A couple quick observations on the above. As I noted ad nauseum in this forum, the notion of 'rationality' in this system is the deficient or dissociative phase of what is termed formal operations in developmental speak. It is so abstract that it is divorced from other people and the environment, from it's own very embodiment. It is what Lakoff calls false reason. It manifests in an entire philosophy explored at length in Philosophy in the Flesh.

And this disembodied, abstract and false reason is the unconsciously accepted background cultural worldview assumption from which we launch our notions of further development a la the Model of Hierarchical Complexity. As I noted in the real/false reason thread, postformal operations so defined maintain and extend this dysfunctional and deficient 'reasoning' into more complex complications. Hence we get so-called postformalists completely subservient to the dictates of a rampant capitalism, even singing its praises in a more 'developed' form like conscious capitalism, because they are still caught up on this Higher Selfish meme of deficient rationality carried into more 'complex' postformal levels.
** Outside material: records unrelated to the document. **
use std::fs;
use std::io::ErrorKind;
use std::path::{Path, PathBuf};

use anyhow::{Context, Result};
use serde::{Deserialize, Serialize};
use thiserror::Error;
use tracing::debug;

use crate::debug::DebugConfig;
use crate::paths::ConfigPaths;

/// Points at a settings file outside the config root.
pub const RECIPE_CONFIG_PATH_ENV: &str = "RECIPE_CONFIG_PATH";

const DEFAULT_POLL_INTERVAL_MS: u64 = 200;
const DEFAULT_CHROME_ROWS: u16 = 10;

#[derive(Debug, Error)]
pub enum ConfigError {
    #[error("failed to read settings '{}': {source}", path.display())]
    Read {
        path: PathBuf,
        #[source]
        source: std::io::Error,
    },

    #[error("failed to parse settings '{}': {source}", path.display())]
    Parse {
        path: PathBuf,
        #[source]
        source: toml::de::Error,
    },
}

/// `[execution]`
#[derive(Debug, Clone, PartialEq, Eq, Deserialize, Serialize)]
#[serde(default)]
pub struct ExecutionConfig {
    /// Shell used for `use_shell`/`interactive` entries. Falls back to
    /// `$SHELL`, then `bash`.
    pub shell: Option<String>,
    /// Delay between two reads of a running command's output.
    pub poll_interval_ms: u64,
    /// Start with background mode on.
    pub run_in_background: bool,
}

impl Default for ExecutionConfig {
    fn default() -> Self {
        Self {
            shell: None,
            poll_interval_ms: DEFAULT_POLL_INTERVAL_MS,
            run_in_background: false,
        }
    }
}

/// `[ui]`
#[derive(Debug, Clone, PartialEq, Eq, Deserialize, Serialize)]
#[serde(default)]
pub struct UiConfig {
    /// Rows taken by everything but the output pane in the execution view.
    pub chrome_rows: u16,
    pub alternate_screen: bool,
}

impl Default for UiConfig {
    fn default() -> Self {
        Self {
            chrome_rows: DEFAULT_CHROME_ROWS,
            alternate_screen: true,
        }
    }
}

/// Contents of `recipe.toml`.
#[derive(Debug, Clone, Default, PartialEq, Eq, Deserialize, Serialize)]
#[serde(default)]
pub struct RecipeConfig {
    pub execution: ExecutionConfig,
    pub ui: UiConfig,
    pub debug: DebugConfig,
}

impl RecipeConfig {
    pub fn from_toml_str(content: &str, path: &Path) -> Result<Self, ConfigError> {
        toml::from_str(content).map_err(|source| ConfigError::Parse {
            path: path.to_path_buf(),
            source,
        })
    }
}

/// Loaded settings plus where they came from.
#[derive(Debug, Clone, Default)]
pub struct ConfigManager {
    config: RecipeConfig,
    config_path: Option<PathBuf>,
}

impl ConfigManager {
    /// `$RECIPE_CONFIG_PATH` when set, otherwise `<config-root>/recipe.toml`.
    /// A missing default file yields the built-in defaults.
    pub fn load(paths: &ConfigPaths) -> Result<Self> {
        if let Ok(config_path) = std::env::var(RECIPE_CONFIG_PATH_ENV) {
            let trimmed = config_path.trim();
            if !trimmed.is_empty() {
                return Self::load_from_file(trimmed).with_context(|| {
                    format!("Failed to load settings from {RECIPE_CONFIG_PATH_ENV}={trimmed}")
                });
            }
        }

        let default_path = paths.settings_file();
        match Self::load_from_file(&default_path) {
            Ok(manager) => Ok(manager),
            Err(ConfigError::Read { source, .. }) if source.kind() == ErrorKind::NotFound => {
                debug!(path = %default_path.display(), "no settings file; using defaults");
                Ok(Self::default())
            }
            Err(error) => Err(error.into()),
        }
    }

    /// Load from an explicit file, which must exist.
    pub fn load_from_file(path: impl AsRef<Path>) -> Result<Self, ConfigError> {
        let path = path.as_ref();
        let content = fs::read_to_string(path).map_err(|source| ConfigError::Read {
            path: path.to_path_buf(),
            source,
        })?;
        let config = RecipeConfig::from_toml_str(&content, path)?;
        debug!(path = %path.display(), "settings loaded");

        Ok(Self {
            config,
            config_path: Some(path.to_path_buf()),
        })
    }

    pub fn config(&self) -> &RecipeConfig {
        &self.config
    }

    pub fn into_config(self) -> RecipeConfig {
        self.config
    }

    pub fn config_path(&self) -> Option<&Path> {
        self.config_path.as_deref()
    }
}

#[cfg(test)]
mod tests {
    use super::*;
    use crate::debug::TraceLevel;
    use assert_fs::prelude::*;
    use pretty_assertions::assert_eq;
    use serial_test::serial;

    #[test]
    fn partial_file_keeps_remaining_defaults() {
        let config = RecipeConfig::from_toml_str(
            "[execution]\nshell = \"/bin/zsh\"\n\n[debug]\nenable_tracing = true\ntrace_level = \"debug\"\n",
            Path::new("recipe.toml"),
        )
        .unwrap();

        assert_eq!(config.execution.shell.as_deref(), Some("/bin/zsh"));
        assert_eq!(config.execution.poll_interval_ms, 200);
        assert!(!config.execution.run_in_background);
        assert_eq!(config.ui, UiConfig::default());
        assert_eq!(config.debug.trace_level, TraceLevel::Debug);
    }

    #[test]
    fn invalid_toml_names_the_file() {
        let error = RecipeConfig::from_toml_str("[ui\nchrome_rows = 3", Path::new("/x/recipe.toml"))
            .unwrap_err();
        assert!(error.to_string().contains("/x/recipe.toml"));
    }

    #[test]
    #[serial]
    fn missing_default_file_yields_defaults() {
        let dir = assert_fs::TempDir::new().unwrap();
        // SAFETY: serialized with the other environment-mutating tests.
        unsafe { std::env::remove_var(RECIPE_CONFIG_PATH_ENV) };

        let manager = ConfigManager::load(&ConfigPaths::new(dir.path())).unwrap();
        assert_eq!(manager.config(), &RecipeConfig::default());
        assert!(manager.config_path().is_none());
    }

    #[test]
    #[serial]
    fn env_override_takes_precedence() {
        let dir = assert_fs::TempDir::new().unwrap();
        dir.child("recipe.toml")
            .write_str("[ui]\nchrome_rows = 4\n")
            .unwrap();
        let custom = dir.child("custom.toml");
        custom.write_str("[ui]\nchrome_rows = 6\n").unwrap();

        unsafe { std::env::set_var(RECIPE_CONFIG_PATH_ENV, custom.path()) };
        let loaded = ConfigManager::load(&ConfigPaths::new(dir.path()));
        unsafe { std::env::remove_var(RECIPE_CONFIG_PATH_ENV) };

        let manager = loaded.unwrap();
        assert_eq!(manager.config().ui.chrome_rows, 6);
        assert_eq!(manager.config_path(), Some(custom.path()));
    }

    #[test]
    #[serial]
    fn missing_override_file_is_an_error() {
        let dir = assert_fs::TempDir::new().unwrap();
        let missing = dir.path().join("absent.toml");

        unsafe { std::env::set_var(RECIPE_CONFIG_PATH_ENV, &missing) };
        let loaded = ConfigManager::load(&ConfigPaths::new(dir.path()));
        unsafe { std::env::remove_var(RECIPE_CONFIG_PATH_ENV) };

        let message = format!("{:#}", loaded.unwrap_err());
        assert!(message.contains(RECIPE_CONFIG_PATH_ENV));
    }
}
And yet, as explored in this thread there is another form of complexity, one which is not surprisingly more aligned with the emerging neo-Commons movement, a complexity not so twisted by the deficient rational structure. I'd add that this 'real' reasoning also manifests in the sort of emerging forms of polydox spirituality we explore at length in this forum.

Participatory Economics, an excerpt:

"The defining institutions of a capitalist economy are: private ownership of the means of production, limited liability corporations, and markets. In contrast, the major institutions that comprise a participatory economy are: social ownership of the productive 'commons,' democratic worker councils and federations, neighborhood consumer councils and federations, and a very carefully constructed procedure we call participatory planning that these councils and federations use to coordinate, or plan, their interrelated activities themselves."

"The goal is clear enough: We must convince a majority of people that ordinary people are perfectly capable of managing our own economic affairs without capitalist employers or commissars to tell us what to do. We must convince a majority of people that groups of self-managing workers and consumers are capable of coordinating their own division of labor through participatory, democratic planning, rather than abdicating this task to the market system or central planners. But how this goal will be achieved, and how people will be prepared to defend necessary changes from powerful, entrenched, minority interests who will predictably attempt to thwart the will of the majority, will vary greatly from place to place. All that can be said about it with any certainty is that in most places it will require a great deal of educational and organizing work of various kinds, given where we are today."

Which sounds like one strain of libertarian socialism.

Which of course reminds me of Corbett's article on "Libertarian Eco-Socialism."

"Keeping these socio-developmental distinctions in mind, if what we want at this point in the crisis or failure of modern and postmodern capitalist values and institutions is an integral post-postmodern society at yellow, it's probably not going to be a kinder-gentler 'conscious capitalism' (a functional modern-postmodern system), but rather a libertarian eco-socialism; that is to say, a low fossil-fuel permaculture based society organized around self-managed decentralized local communities of direct democracy federated into regional, national, and global governing bodies. Local communities would be much more energy generating and autonomous than they are today, and the people themselves would decide directly how they would live among themselves, not mediated by representatives "under the influence" of big money or far removed from the lives of the citizenry, but through the independent municipalities where they live and work in citizens' assemblies, workers councils, trade unions, and peer-2-peer cooperatives. So it's not that there wouldn't be a city, state, and national structure under an organizational mode of libertarian eco-socialism (a post-postmodern integral society), but how that structure operated within and between the parts would be vastly different."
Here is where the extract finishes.